Al-Jazeera English did not elaborate on the reasons for China’s decision. Like all foreign news outlets, the channel covered topics censored domestically by the Chinese Communist Party, including ethnic unrest and secret jails. Anonymous hackers have subjected Chan to malware attacks in the past, another common experience for foreign reporters, according to CPJ research. But there was no clear reason for the Ministry of Foreign Affairs to ban the channel’s correspondents. Chan, the Al-Jazeera English Beijing-based correspondent since 2007, told CPJ by email she was not authorized to comment.

“Surveillance and harassment are the norm for reporters on the China beat, and authorities will often delay visa approval or threaten to revoke it as part of an overall strategy of intimidation. But effectively shuttering an international news outlet is a disturbing development,” Dietz said.

Some news outlets do not publicize visa pressure in hopes of maintaining future access, but CPJ has documented visa problems in the past.
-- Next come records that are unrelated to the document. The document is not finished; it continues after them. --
//! Descriptive statistics over plain slices.
//!
//! Every function here ignores nothing: callers filter out missing values
//! first. Empty input yields `NaN`.

use statrs::distribution::{ContinuousCDF, Normal};

pub fn mean(values: &[f64]) -> f64 {
    if values.is_empty() {
        return f64::NAN;
    }
    values.iter().sum::<f64>() / values.len() as f64
}

/// Population standard deviation (`ddof = 0`).
pub fn std_dev(values: &[f64]) -> f64 {
    if values.is_empty() {
        return f64::NAN;
    }
    let m = mean(values);
    let var = values.iter().map(|v| (v - m).powi(2)).sum::<f64>() / values.len() as f64;
    var.sqrt()
}

pub fn median(values: &[f64]) -> f64 {
    percentile(values, 50.0)
}

/// Percentile `q` in `[0, 100]`, linearly interpolated between order statistics.
pub fn percentile(values: &[f64], q: f64) -> f64 {
    if values.is_empty() {
        return f64::NAN;
    }
    let mut sorted = values.to_vec();
    sorted.sort_by(|a, b| a.total_cmp(b));
    percentile_sorted(&sorted, q)
}

/// As [`percentile`], for input already sorted ascending.
pub fn percentile_sorted(sorted: &[f64], q: f64) -> f64 {
    if sorted.is_empty() {
        return f64::NAN;
    }
    let rank = (q.clamp(0.0, 100.0) / 100.0) * (sorted.len() - 1) as f64;
    let lo = rank.floor() as usize;
    let hi = rank.ceil() as usize;
    let frac = rank - lo as f64;
    sorted[lo] + frac * (sorted[hi] - sorted[lo])
}

/// Quantile of `N(mean, std^2)` at probability `p`.
///
/// A zero spread collapses every quantile onto the mean.
pub fn normal_quantile(p: f64, mean: f64, std: f64) -> f64 {
    if std == 0.0 {
        return mean;
    }
    match Normal::new(mean, std) {
        Ok(dist) => dist.inverse_cdf(p),
        Err(_) => f64::NAN,
    }
}

#[cfg(test)]
mod tests {
    use super::*;

    #[test]
    fn percentiles_interpolate_between_samples() {
        let v = [4.0, 1.0, 3.0, 2.0];
        assert!((median(&v) - 2.5).abs() < 1e-12);
        assert!((percentile(&v, 0.0) - 1.0).abs() < 1e-12);
        assert!((percentile(&v, 100.0) - 4.0).abs() < 1e-12);
        assert!((percentile(&v, 25.0) - 1.75).abs() < 1e-12);
    }

    #[test]
    fn population_std() {
        let v = [2.0, 4.0, 4.0, 4.0, 5.0, 5.0, 7.0, 9.0];
        assert!((mean(&v) - 5.0).abs() < 1e-12);
        assert!((std_dev(&v) - 2.0).abs() < 1e-12);
        assert!(mean(&[]).is_nan());
    }

    #[test]
    fn normal_quantile_matches_one_sigma_band() {
        let lo = normal_quantile(0.158655, 10.0, 2.0);
        let hi = normal_quantile(0.841345, 10.0, 2.0);
        assert!((lo - 8.0).abs() < 1e-4, "{lo}");
        assert!((hi - 12.0).abs() < 1e-4, "{hi}");
        assert_eq!(normal_quantile(0.9, 3.0, 0.0), 3.0);
    }
}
Dietz was himself denied entry into China before the 2008 Beijing Olympics, and his applications for a journalist visa from New York and Hong Kong were ignored. Some accredited reporters and unaccredited citizen journalists reporting on Tibet were denied entry or deported during the Olympics.

China responded to concerns about its pre-Olympics media environment with rules allowing foreign journalists to work anywhere and interview anyone who consents. But more recently, at times of heightened internal tension, Beijing has invoked that rule to punish journalists who it said didn’t seek prior approval:

  • Foreign journalists were detained in 2011 for not seeking permission to report in a Beijing shopping street pegged as the site of Jasmine Revolution demonstrations–though the protest never materialized, and permission appeared impossible to obtain.
  • Beijing’s Public Security Bureau summoned at least a dozen reporters on Friday for working without permission in the part of Chaoyang Hospital where blind legal activist Chen Guangcheng was being treated, according to an email circulated to members by the Foreign Correspondents Club of China.
  • At least two reporters had their press credentials seized, “hopefully just temporarily,” for unauthorized reporting at the same site on Thursday, according to the Club.

Melissa Chan is listed as the 2011-2012 Secretary of the Foreign Correspondents’ Club of China on the organization’s website.